The technology which has made this miracle possible is a marvellous gift called Covenant Eyes, which was revealed to me by a wicked liberal Friend-of-Sodomites, whose evil daily blathering I monitor as part of my burdensome commitment to be aware of the enemy’s latest tactics. “Forewarned is Forearmed”, as my late uncle always said right up to the day he was accidentally killed while hunting squirrels, and you can always be certain that anything which causes a liberal to mock and jeer is sure to be a powerful tool for righteousness. That’s why I drive a Hummer.

I’m Father Christian and I teach the Bible.

Sunday, May 11, 2008

Stand Firm in Faith

Of all Bible-believing internet sites is unquestionably one of the most trustworthy and responsible.

However there is sadly one disturbing indication that the octopus-like tentacles of liberalism are encroaching. While drawing attention to this stain on an otherwise unblemished fortress of Bible Teaching causes me great personal pain, I cannot permit this to go unmentioned:

Stand Firm permits women to teach!

At first this was limited to allowing women to post their “thoughts” in the comments section of articles written by men, but lately women have even been permitted to produce and post articles of their own – in blatant disregard of the Apostle Paul’s clear injunction and practice (Timothy 2:12). The state of the modern church shows exactly where Stand Firm will end up if this trend isn’t reversed, and I urge everyone who takes the Bible seriously to contact and rebuke them for this wilful Scriptural apostasy.

Given the friendly and caring spirit for which the men at Stand Firm are renown I’m sure they will respond positively and with repentance. Soon the women currently nattering away like schoolgirls will once more bring glory to their husbands by quietly absorbing what they read in silence, and obediently wait for an appropriate time in the privacy of their homes to ask their male guardian for the meaning of any big words.

I’m Father Christian, and I teach the Bible.

Saturday, May 10, 2008

Thought For Today.

It's a simple little word, made all the more beautiful by that simplicity. If you think about it "no" is hat the heart of everything we "know". All that you say and do that is not directly related to Bible-believing teachers like myself should be based on this one expressive gift to mankind.

Today's liberals want to remove it from our vocabulary, and say "no" isn't needed today, but they are lying. A few church leaders still have the intestinal fortitude needed to say "no" to others in need, even if it makes them unpopular with those thrown about by every wind of doctrine Eph 4:14), and they're easy to recognise: they're GAFCON men.

Practice saying "No" regularly, and those around with will be certain of where you stand.
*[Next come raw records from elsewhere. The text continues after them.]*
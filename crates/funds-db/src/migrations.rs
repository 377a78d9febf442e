use anyhow::Result;
use rusqlite::Connection;
use tracing::info;

pub fn run(conn: &Connection) -> Result<()> {
    conn.execute_batch(
        "
        CREATE TABLE IF NOT EXISTS users (
            id          TEXT PRIMARY KEY,
            username    TEXT NOT NULL UNIQUE,
            email       TEXT NOT NULL UNIQUE,
            password    TEXT NOT NULL,
            role        TEXT NOT NULL CHECK (role IN ('admin', 'user')),
            created_at  TEXT NOT NULL,
            is_active   INTEGER NOT NULL DEFAULT 1
        );

        CREATE TABLE IF NOT EXISTS deposits (
            id              TEXT PRIMARY KEY,
            user_id         TEXT NOT NULL REFERENCES users(id),
            amount          TEXT NOT NULL,
            proof_url       TEXT NOT NULL,
            status          TEXT NOT NULL
                            CHECK (status IN ('pending', 'approved', 'rejected', 'withdrawn')),
            submitted_at    TEXT NOT NULL,
            approved_at     TEXT,
            approved_by     TEXT,
            maturity_date   TEXT,
            interest_rate   TEXT NOT NULL,
            current_balance TEXT NOT NULL
        );

        -- At most one pending or approved deposit per user
        CREATE UNIQUE INDEX IF NOT EXISTS idx_deposits_one_active
            ON deposits(user_id) WHERE status IN ('pending', 'approved');

        CREATE INDEX IF NOT EXISTS idx_deposits_submitted
            ON deposits(submitted_at);

        CREATE TABLE IF NOT EXISTS transactions (
            id              TEXT PRIMARY KEY,
            user_id         TEXT NOT NULL REFERENCES users(id),
            deposit_id      TEXT REFERENCES deposits(id),
            kind            TEXT NOT NULL
                            CHECK (kind IN ('deposit', 'withdrawal', 'interest_accrual')),
            amount          TEXT NOT NULL,
            balance_after   TEXT NOT NULL,
            timestamp       TEXT NOT NULL,
            description     TEXT NOT NULL
        );

        CREATE INDEX IF NOT EXISTS idx_transactions_user
            ON transactions(user_id, timestamp);

        -- The ledger is append-only
        CREATE TRIGGER IF NOT EXISTS transactions_no_update
            BEFORE UPDATE ON transactions
            BEGIN SELECT RAISE(ABORT, 'transactions are append-only'); END;

        CREATE TRIGGER IF NOT EXISTS transactions_no_delete
            BEFORE DELETE ON transactions
            BEGIN SELECT RAISE(ABORT, 'transactions are append-only'); END;
        ",
    )?;

    info!("Database migrations complete");
    Ok(())
}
They'll recognize you as a GAFCON bible-believer

I'm Father Christian and I teach the Bible.

You're Not Welcome.

Great things are happening in Global Anglicanism, and this blog is at the forefront. The time has come for Bible believers to live by the sword (Gen 27:40) and for Bible-believing congregations to reclaim their their birthright, living as The Word clearly teaches "as slaves to your masters with all respect, not only to those who are good and considerate, but also to those who are harsh." (1 Peter 2:18)
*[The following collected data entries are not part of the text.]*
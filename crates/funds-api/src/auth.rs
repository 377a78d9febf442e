use std::sync::Arc;

use argon2::{
    Argon2, PasswordHash, PasswordHasher, PasswordVerifier,
    password_hash::{SaltString, rand_core::OsRng},
};
use axum::{Json, extract::State, http::StatusCode, response::IntoResponse};
use chrono::{Duration, Utc};
use jsonwebtoken::{EncodingKey, Header, encode};
use tracing::{info, warn};
use uuid::Uuid;

use funds_core::FundsService;
use funds_db::Database;
use funds_types::api::{Claims, LoginRequest, LoginResponse};
use funds_types::models::{Role, User};

use crate::error::{ApiError, blocking};

pub type AppState = Arc<AppStateInner>;

pub struct AppStateInner {
    pub db: Arc<Database>,
    pub funds: FundsService,
    pub jwt_secret: String,
    pub token_ttl: Duration,
}

pub async fn login(
    State(state): State<AppState>,
    Json(req): Json<LoginRequest>,
) -> Result<impl IntoResponse, ApiError> {
    // Lookup and Argon2 verification are both blocking
    let db = state.db.clone();
    let user = blocking(move || -> Result<User, ApiError> {
        let row = db
            .get_user_by_username(&req.username)?
            .ok_or(StatusCode::UNAUTHORIZED)?;

        if !verify_password(&req.password, &row.password)? {
            warn!("Failed login for {}", req.username);
            return Err(StatusCode::UNAUTHORIZED.into());
        }

        Ok(User::try_from(row)?)
    })
    .await?;

    if !user.is_active {
        return Err(StatusCode::FORBIDDEN.into());
    }

    let access_token = create_token(&state.jwt_secret, &user, state.token_ttl)?;
    info!("User {} logged in", user.username);

    Ok(Json(LoginResponse {
        access_token,
        token_type: "bearer".into(),
        user,
    }))
}

/// Hash a password with Argon2id and a fresh salt.
pub fn hash_password(password: &str) -> anyhow::Result<String> {
    let salt = SaltString::generate(&mut OsRng);
    let hash = Argon2::default()
        .hash_password(password.as_bytes(), &salt)
        .map_err(|e| anyhow::anyhow!("Password hashing failed: {}", e))?
        .to_string();
    Ok(hash)
}

/// `Ok(false)` on a mismatch; errors only for an unparseable stored hash.
pub fn verify_password(password: &str, hash: &str) -> anyhow::Result<bool> {
    let parsed =
        PasswordHash::new(hash).map_err(|e| anyhow::anyhow!("Corrupt password hash: {}", e))?;
    Ok(Argon2::default()
        .verify_password(password.as_bytes(), &parsed)
        .is_ok())
}

pub fn create_token(secret: &str, user: &User, ttl: Duration) -> anyhow::Result<String> {
    let claims = Claims {
        sub: user.id,
        username: user.username.clone(),
        role: user.role,
        exp: (Utc::now() + ttl).timestamp() as usize,
    };

    let token = encode(
        &Header::default(),
        &claims,
        &EncodingKey::from_secret(secret.as_bytes()),
    )?;

    Ok(token)
}

/// Create the bootstrap admin unless that username is already taken.
/// Returns whether an account was created.
pub fn ensure_default_admin(
    db: &Database,
    username: &str,
    password: &str,
    email: &str,
) -> anyhow::Result<bool> {
    if db.get_user_by_username(username)?.is_some() {
        info!("Admin account already exists: {}", username);
        return Ok(false);
    }

    let admin = User {
        id: Uuid::new_v4(),
        username: username.to_string(),
        email: email.to_string(),
        role: Role::Admin,
        created_at: Utc::now(),
        is_active: true,
    };
    db.create_user(&admin, &hash_password(password)?)?;

    info!("Default admin account created: {}", username);
    warn!("Change the default admin password before going to production");
    Ok(true)
}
This blog will link to the people who matter - sites like Stand Firm and Virtue Online - but let's make it clear from the outset that we'll be doing so without fear or favor. The Word cannot be compromised; let's not pretend there aren't those who would "take away from the words of the book of this prophecy" standing on every corner. (Rev 22:19). Just as words came forth from the mouth of Balaam's ass, (Numbers 22:28), so too has Archbishop Akinola spoken for us all: "The other side do not have a monopoly on violence."
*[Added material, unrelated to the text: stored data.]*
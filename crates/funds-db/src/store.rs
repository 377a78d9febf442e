use anyhow::Result;
use uuid::Uuid;

use funds_core::Store;
use funds_types::models::{Deposit, DepositStatus, Transaction};

use crate::Database;
use crate::models::fmt_ts;
use crate::queries::{
    DEPOSIT_COLUMNS, insert_transaction, query_deposit, query_deposits, query_transactions,
};

impl Store for Database {
    fn insert_deposit(&self, deposit: &Deposit) -> Result<bool> {
        self.with_conn(|conn| {
            // Guard and insert in one statement so the check cannot go stale.
            // idx_deposits_one_active backs this up at the schema level.
            let inserted = conn.execute(
                &format!(
                    "INSERT INTO deposits ({})
                     SELECT ?1, ?2, ?3, ?4, ?5, ?6, ?7, ?8, ?9, ?10, ?11
                     WHERE NOT EXISTS (
                         SELECT 1 FROM deposits
                         WHERE user_id = ?2 AND status IN ('pending', 'approved')
                     )",
                    DEPOSIT_COLUMNS
                ),
                rusqlite::params![
                    deposit.id.to_string(),
                    deposit.user_id.to_string(),
                    deposit.amount.to_string(),
                    deposit.proof_url,
                    deposit.status.as_str(),
                    fmt_ts(&deposit.submitted_at),
                    deposit.approved_at.as_ref().map(fmt_ts),
                    deposit.approved_by.map(|id| id.to_string()),
                    deposit.maturity_date.as_ref().map(fmt_ts),
                    deposit.interest_rate.to_string(),
                    deposit.current_balance.to_string(),
                ],
            )?;
            Ok(inserted == 1)
        })
    }

    fn find_deposit(&self, id: Uuid) -> Result<Option<Deposit>> {
        self.with_conn(|conn| query_deposit(conn, "id = ?1", &id.to_string()))
    }

    fn find_active_deposit(&self, user_id: Uuid) -> Result<Option<Deposit>> {
        self.with_conn(|conn| {
            query_deposit(
                conn,
                "user_id = ?1 AND status IN ('pending', 'approved')",
                &user_id.to_string(),
            )
        })
    }

    fn find_approved_deposit(&self, user_id: Uuid) -> Result<Option<Deposit>> {
        self.with_conn(|conn| {
            query_deposit(conn, "user_id = ?1 AND status = 'approved'", &user_id.to_string())
        })
    }

    fn list_deposits(&self, status: Option<DepositStatus>) -> Result<Vec<Deposit>> {
        self.with_conn(|conn| query_deposits(conn, status.as_ref().map(DepositStatus::as_str)))
    }

    fn commit_transition(
        &self,
        expected: &Deposit,
        next: &Deposit,
        entry: Option<&Transaction>,
    ) -> Result<bool> {
        self.with_conn_mut(|conn| {
            let tx = conn.transaction()?;

            let updated = tx.execute(
                "UPDATE deposits
                 SET status = ?1, approved_at = ?2, approved_by = ?3,
                     maturity_date = ?4, current_balance = ?5
                 WHERE id = ?6 AND status = ?7 AND approved_at IS ?8",
                rusqlite::params![
                    next.status.as_str(),
                    next.approved_at.as_ref().map(fmt_ts),
                    next.approved_by.map(|id| id.to_string()),
                    next.maturity_date.as_ref().map(fmt_ts),
                    next.current_balance.to_string(),
                    expected.id.to_string(),
                    expected.status.as_str(),
                    expected.approved_at.as_ref().map(fmt_ts),
                ],
            )?;

            // Dropping `tx` without committing rolls back.
            if updated == 0 {
                return Ok(false);
            }

            if let Some(entry) = entry {
                insert_transaction(&tx, entry)?;
            }

            tx.commit()?;
            Ok(true)
        })
    }

    fn list_transactions(&self, user_id: Uuid) -> Result<Vec<Transaction>> {
        self.with_conn(|conn| query_transactions(conn, &user_id.to_string()))
    }
}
Let's be clear about one thing, however: if you're looking for mamby-pamby liberal forgiveness and "Adam and Steve" compromise you have come to the wrong place, and you won't be welcome here until you repent according the Bible's teachings. Sheep are being separated from the goats (Matt 25:33) and faithful Christian Bible teachers like me are not ashamed to be doing the sorting.

I'm Father Christian and I teach the Bible. Let's be clear about that.